I compare the bisection and secant algorithms against a novel root-finding algorithm that is both adaptive and tunable. While no root-finding algorithm is universally best, for a number of simple example functions, my algorithm performs better than either bisection or secant. Python implementations of all of these algorithms are provided.

1. Introduction

Practical problems in engineering, science, finance, and other domains often involve the finding of roots, i.e., finding the value or values of \(x\)—the input to a function \(f\) of a single variable—such that the output of the function is zero. A problem in which the desired output is a constant value other than zero, or in which the outputs of two single-variable functions are to be made equal to one another, can be trivially reformulated as a problem in which one seeks the root of a single function. (In a more general form of the problem, the function may have multiple inputs and multiple outputs, and one must find a combination of inputs that simultaneously drives all outputs to zero. I don't consider such problems here).

In some applications of root-finding, the function is expressed in a simple form and directly evaluated. Consider the following geometry problem: "A right triangle has sides of lengths \(a\), \(b\), and \(c\), where \(c= 1\) is the length of the hypotenuse and \(b= 3 a\). Find the larger of the two non-right angles, using neither the Pythagorean Theorem nor inverse trigonometric functions". This problem can be solved by finding the root of the following function of \(\theta\), the unknown angle in degrees:

    \(sin((\pi/180) \cdot \theta)- 3 \cdot cos((\pi/180) \cdot \theta)= 0\).

(The answer is approximately 71.56505).

In other applications of root-finding, the function has no closed-form expression. Examples include functions that are evaluated by performing numerical integration or via simulation. In such cases, the evaluation of \(f\) may be expensive, i.e., require a large amount of calculation.
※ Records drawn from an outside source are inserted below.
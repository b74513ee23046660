use crate::graph::{EdgeDefinition, NodeDefinition};
use crate::view::{DecisionOption, DiagramEdge, EdgeStyle};
use ahash::AHashMap;
use itertools::Itertools;

/// Tags every edge with its branch semantics.
///
/// A source node is a decision point exactly when more than one edge leaves
/// it. Edges leaving a decision point get their yes/no tags from explicit
/// hints (mutually exclusive; contradictory hints fall back to a generic
/// option); everything else is a plain sequential edge. Run this on the
/// visibility-filtered edge set so the classification reflects what is on
/// screen.
pub fn classify_edges(edges: &[EdgeDefinition]) -> Vec<DiagramEdge> {
    let outgoing = edges.iter().counts_by(|e| e.source.as_str());

    edges
        .iter()
        .map(|edge| {
            let is_decision_edge = outgoing.get(edge.source.as_str()).copied().unwrap_or(0) > 1;
            let is_yes = is_decision_edge && edge.hints.is_yes && !edge.hints.is_no;
            let is_no = is_decision_edge && edge.hints.is_no && !edge.hints.is_yes;
            let style = if !is_decision_edge {
                EdgeStyle::Plain
            } else if is_yes {
                EdgeStyle::Yes
            } else if is_no {
                EdgeStyle::No
            } else {
                EdgeStyle::Choice
            };

            DiagramEdge {
                id: edge.id.clone(),
                source: edge.source.clone(),
                target: edge.target.clone(),
                label: edge.label.clone(),
                is_decision_edge,
                is_yes,
                is_no,
                style,
            }
        })
        .collect()
}

/// Builds the ordered decision-option summaries for every decision point.
///
/// Options appear in edge-insertion order. The label falls back from the
/// edge label, through the yes/no hints and the choice hint, to the target
/// node's display label; the description comes from the target node's
/// `description` metadata when present.
pub fn classify_decision_options(
    nodes: &[NodeDefinition],
    edges: &[EdgeDefinition],
) -> AHashMap<String, Vec<DecisionOption>> {
    let by_id: AHashMap<&str, &NodeDefinition> =
        nodes.iter().map(|n| (n.id.as_str(), n)).collect();

    edges
        .iter()
        .map(|e| (e.source.as_str(), e))
        .into_group_map()
        .into_iter()
        .filter(|(_, outgoing)| outgoing.len() > 1)
        .map(|(source, outgoing)| {
            let options = outgoing
                .iter()
                .map(|edge| {
                    let target = by_id.get(edge.target.as_str()).copied();
                    DecisionOption {
                        label: option_label(edge, target),
                        description: target
                            .and_then(|n| n.metadata.get("description"))
                            .cloned()
                            .unwrap_or_default(),
                        target_node_id: Some(edge.target.clone()),
                    }
                })
                .collect();
            (source.to_string(), options)
        })
        .collect()
}

fn option_label(edge: &EdgeDefinition, target: Option<&NodeDefinition>) -> String {
    if let Some(label) = &edge.label {
        return label.clone();
    }
    if edge.hints.is_yes && !edge.hints.is_no {
        return "Yes".to_string();
    }
    if edge.hints.is_no && !edge.hints.is_yes {
        return "No".to_string();
    }
    if let Some(choice) = &edge.hints.choice {
        return choice.clone();
    }
    target.map(|n| n.label.clone()).unwrap_or_default()
}
//! # Tejun - Procedure Diagram Visibility & Layout Engine
//!
//! **Tejun** turns hierarchical procedures (decision trees with branching,
//! terminal, and regular steps) into interactive expandable diagrams. Given
//! a full node/edge graph and the set of currently expanded node IDs, it
//! determines which nodes and edges are visible, assigns non-overlapping 2D
//! positions that respect the parent/child hierarchy and sibling order,
//! classifies edges (including multi-way decision branches) for
//! differentiated rendering, and does all of this deterministically on every
//! state change.
//!
//! ## Core Workflow
//!
//! The engine is format-agnostic. It operates on a canonical internal model
//! of a "procedure graph." The primary workflow is:
//!
//! 1.  **Load Your Data**: Parse your procedure format (YAML, JSON, etc.)
//!     into your own Rust structs, or use the bundled wire-format types in
//!     [`ui`].
//! 2.  **Convert to Tejun's Model**: Implement the `IntoGraph` trait for
//!     your structs to provide a translation layer into Tejun's
//!     `GraphDefinition`.
//! 3.  **Build an Engine**: Use `DiagramEngine::builder` to create an engine
//!     holding the graph and its expansion state. On first load the
//!     default-expansion heuristic decides whether the diagram starts fully
//!     expanded (step-by-step flows) or drilled down (mind-map shapes).
//! 4.  **Compute and Interact**: `compute()` runs the full
//!     resolve → classify → layout → shift pipeline and returns a
//!     `DiagramView` of plain data. The render adapter binds clicks to the
//!     three named triggers `toggle_expand`, `select_for_view`, and
//!     `select_for_edit`; every toggle recomputes the view from scratch, so
//!     no drift accumulates.
//!
//! ## Quick Start
//!
//! ```rust,no_run
//! use tejun::prelude::*;
//! use tejun::ui::UiProcedure;
//!
//! fn main() -> Result<()> {
//!     // Assume `procedure.json` holds a graph in the wire format.
//!     let raw = std::fs::read_to_string("procedure.json")?;
//!     let graph = UiProcedure::from_json(&raw)?.into_graph()?;
//!
//!     let mut engine = DiagramEngine::new(graph);
//!
//!     // First paint.
//!     let view = engine.compute();
//!     for node in &view.nodes {
//!         println!(
//!             "{} at ({}, {}){}",
//!             node.label,
//!             node.position.x,
//!             node.position.y,
//!             if node.is_decision { " [decision]" } else { "" },
//!         );
//!     }
//!
//!     // A click on an expandable node flips it and yields the next view.
//!     let view = engine.toggle_expand("triage");
//!     println!("{} nodes visible", view.nodes.len());
//!
//!     Ok(())
//! }
//! ```

pub mod classify;
pub mod engine;
pub mod error;
pub mod expansion;
pub mod graph;
pub mod layout;
pub mod prelude;
pub mod ui;
pub mod view;
pub mod visibility;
Many numerical algorithms have been developed for finding the roots of a function in one variable. Some of these, such as Newton's method, require calculating the derivative (slope) of the function, either from an analytical formula or via numerical approximation. Such algorithms may fail if the derivative is undefined at one or more points. Here, I consider only algorithms that do not depend on derivatives, i.e., \(f\) must be continuous, but need not have a derivative anywhere.
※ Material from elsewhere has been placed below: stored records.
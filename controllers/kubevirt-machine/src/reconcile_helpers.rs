//! Helper functions for the compare-before-write pattern
//!
//! The reconciler mutates a working copy of the KubevirtMachine and only talks
//! to the API server when the copy differs from what was loaded. The helpers
//! here compute those differences as JSON merge patches (RFC 7386).

use crds::KubevirtMachine;
use serde_json::{Map, Value};

/// Patches needed to persist a KubevirtMachine
#[derive(Debug, Clone, Default, PartialEq)]
pub struct MachinePatch {
    /// Merge patch for finalizers and spec
    pub object: Option<Value>,
    /// Merge patch for the status subresource
    pub status: Option<Value>,
}

impl MachinePatch {
    /// Returns true when nothing needs to be written
    pub fn is_empty(&self) -> bool {
        self.object.is_none() && self.status.is_none()
    }
}

/// Merge patch turning `before` into `after`; `None` when they are equal
///
/// Removed keys become `null`; arrays and scalars are replaced wholesale.
pub fn merge_diff(before: &Value, after: &Value) -> Option<Value> {
    if before == after {
        return None;
    }

    match (before, after) {
        (Value::Object(old), Value::Object(new)) => {
            let mut patch = Map::new();
            for (key, new_value) in new {
                match old.get(key) {
                    Some(old_value) => {
                        if let Some(diff) = merge_diff(old_value, new_value) {
                            patch.insert(key.clone(), diff);
                        }
                    }
                    None => {
                        patch.insert(key.clone(), new_value.clone());
                    }
                }
            }
            for key in old.keys() {
                if !new.contains_key(key) {
                    patch.insert(key.clone(), Value::Null);
                }
            }
            (!patch.is_empty()).then_some(Value::Object(patch))
        }
        _ => Some(after.clone()),
    }
}

/// Apply a merge patch in place
pub fn apply_merge_patch(target: &mut Value, patch: &Value) {
    let Value::Object(patch_map) = patch else {
        *target = patch.clone();
        return;
    };
    if !target.is_object() {
        *target = Value::Object(Map::new());
    }
    if let Value::Object(target_map) = target {
        for (key, value) in patch_map {
            if value.is_null() {
                target_map.remove(key);
            } else {
                apply_merge_patch(target_map.entry(key.clone()).or_insert(Value::Null), value);
            }
        }
    }
}

/// The part of a KubevirtMachine the reconciler owns outside of status
fn object_view(machine: &KubevirtMachine) -> Value {
    serde_json::json!({
        "metadata": { "finalizers": machine.metadata.finalizers.clone().unwrap_or_default() },
        "spec": serde_json::to_value(&machine.spec).unwrap_or(Value::Null),
    })
}

fn status_view(machine: &KubevirtMachine) -> Value {
    serde_json::json!({
        "status": machine.status.as_ref().map_or(Value::Null, |s| serde_json::to_value(s).unwrap_or(Value::Null)),
    })
}

/// Patches persisting the changes between the loaded and the working copy
pub fn machine_patch(original: &KubevirtMachine, current: &KubevirtMachine) -> MachinePatch {
    MachinePatch {
        object: merge_diff(&object_view(original), &object_view(current)),
        status: merge_diff(&status_view(original), &status_view(current)),
    }
}

#[cfg(test)]
#[path = "reconcile_helpers_test.rs"]
mod reconcile_helpers_test;
//! Remote command execution over SSH
//!
//! Runs the system `ssh` client as a child process. The private key is handed
//! over through a temp file readable only by the controller user; the child is
//! killed if the calling future is dropped.

use crate::error::KubevirtError;
use crate::kubevirt_trait::CommandExecutor;
use std::io::Write;
use std::process::Stdio;
use tempfile::NamedTempFile;
use tokio::process::Command;
use tracing::debug;

/// Default login user on cluster nodes
pub const DEFAULT_SSH_USER: &str = "capk";
/// Seconds `ssh` waits for the TCP connection
pub const DEFAULT_CONNECT_TIMEOUT_SECS: u32 = 10;

/// Executes commands on a VM through `ssh`
#[derive(Clone)]
pub struct SshCommandExecutor {
    address: String,
    user: String,
    public_key: Vec<u8>,
    private_key: Vec<u8>,
    connect_timeout_secs: u32,
}

impl std::fmt::Debug for SshCommandExecutor {
    fn fmt(&self, f: &mut std::fmt::Formatter<'_>) -> std::fmt::Result {
        f.debug_struct("SshCommandExecutor")
            .field("address", &self.address)
            .field("user", &self.user)
            .finish_non_exhaustive()
    }
}

impl SshCommandExecutor {
    /// Create an executor for `address` authenticating with the cluster key pair
    pub fn new(address: impl Into<String>, public_key: Vec<u8>, private_key: Vec<u8>) -> Self {
        Self {
            address: address.into(),
            user: DEFAULT_SSH_USER.to_string(),
            public_key,
            private_key,
            connect_timeout_secs: DEFAULT_CONNECT_TIMEOUT_SECS,
        }
    }

    /// Log in as `user` instead of the default
    #[must_use]
    pub fn with_user(mut self, user: impl Into<String>) -> Self {
        self.user = user.into();
        self
    }

    /// Public half of the key pair
    pub fn public_key(&self) -> &[u8] {
        &self.public_key
    }

    /// Arguments passed to `ssh` before the remote command
    fn ssh_args(&self, identity_file: &str) -> Vec<String> {
        vec![
            "-i".to_string(),
            identity_file.to_string(),
            "-o".to_string(),
            "BatchMode=yes".to_string(),
            "-o".to_string(),
            "StrictHostKeyChecking=no".to_string(),
            "-o".to_string(),
            "UserKnownHostsFile=/dev/null".to_string(),
            "-o".to_string(),
            "LogLevel=ERROR".to_string(),
            "-o".to_string(),
            format!("ConnectTimeout={}", self.connect_timeout_secs),
            format!("{}@{}", self.user, self.address),
        ]
    }
}

#[async_trait::async_trait]
impl CommandExecutor for SshCommandExecutor {
    async fn execute(&self, command: &str) -> Result<String, KubevirtError> {
        if self.address.is_empty() {
            return Err(KubevirtError::Ssh("VM has no address yet".to_string()));
        }

        // NamedTempFile is created 0600 and removed on drop
        let mut key_file = NamedTempFile::new()?;
        key_file.write_all(&self.private_key)?;
        key_file.flush()?;
        let identity = key_file.path().to_string_lossy().into_owned();

        debug!("Running '{}' on {}", command, self.address);
        let output = Command::new("ssh")
            .args(self.ssh_args(&identity))
            .arg(command)
            .stdin(Stdio::null())
            .kill_on_drop(true)
            .output()
            .await?;

        if output.status.success() {
            Ok(String::from_utf8_lossy(&output.stdout).trim().to_string())
        } else {
            let stderr = String::from_utf8_lossy(&output.stderr);
            Err(KubevirtError::Ssh(format!(
                "'{}' on {} exited with {}: {}",
                command,
                self.address,
                output.status,
                stderr.trim()
            )))
        }
    }
}

#[cfg(test)]
mod tests {
    use super::*;

    #[test]
    fn test_ssh_args() {
        let executor = SshCommandExecutor::new("10.244.0.12", b"ssh-rsa AAAA".to_vec(), b"KEY".to_vec());
        let args = executor.ssh_args("/tmp/key");

        assert_eq!(&args[..2], ["-i", "/tmp/key"]);
        assert!(args.contains(&"BatchMode=yes".to_string()));
        assert!(args.contains(&"ConnectTimeout=10".to_string()));
        assert_eq!(args.last().map(String::as_str), Some("capk@10.244.0.12"));
    }

    #[test]
    fn test_with_user() {
        let executor = SshCommandExecutor::new("10.0.0.1", Vec::new(), Vec::new()).with_user("core");
        assert_eq!(executor.ssh_args("k").last().map(String::as_str), Some("core@10.0.0.1"));
    }

    #[tokio::test]
    async fn test_execute_without_address_fails_fast() {
        let executor = SshCommandExecutor::new("", Vec::new(), Vec::new());
        let err = executor.execute("hostname").await.unwrap_err();
        assert!(matches!(err, KubevirtError::Ssh(_)));
    }
}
Inputs to the typical root-finding algorithm include:

  • one or two starting values of \(x\),
  • tolerances on \(x\), \(f\), or both, and
  • a limit on the number of iterations.

The algorithm iterates until either the tolerances are satisfied or the iteration limit has been reached.

Desirable properties of a root-finding algorithm include the following:

  1. guaranteed convergence to a root when given a pair of starting values of \(x\) that bracket a root,
  2. rapid convergence, and
  3. low complexity.

The complexity of the root-finding algorithm is typically not very important. When \(f\) is a simple function that can be evaluated with minimal computation, almost any root-finding algorithm that works (converges to the desired root) is acceptable. In the more interesting situation where the evaluation of \(f\) is expensive—this is the case that I consider here—speed of convergence may become critical. As we shall see, properties 2. and 3. are not in general simultaneously achievable, i.e., one may be forced to sacrifice one for the sake of the other.

2. The Bisection Method

Inputs to the bisection method (and most other root-finding algorithms) include two starting values of \(x\)\(a\) and \(b\)—which are sometimes called initial guesses. The bisection algorithm requires that \(f(a)\) and \(f(b)\) have opposite signs. (This can be viewed as a drawback of this algorithm). Under the assumption that \(f\) is continuous, \(a\) and \(b\) bracket a root, i.e., the interval from \(min(a, b)\) to \(max(a, b)\) is guaranteed to contain a root. More precisely, this interval is guaranteed to contain an odd number of roots.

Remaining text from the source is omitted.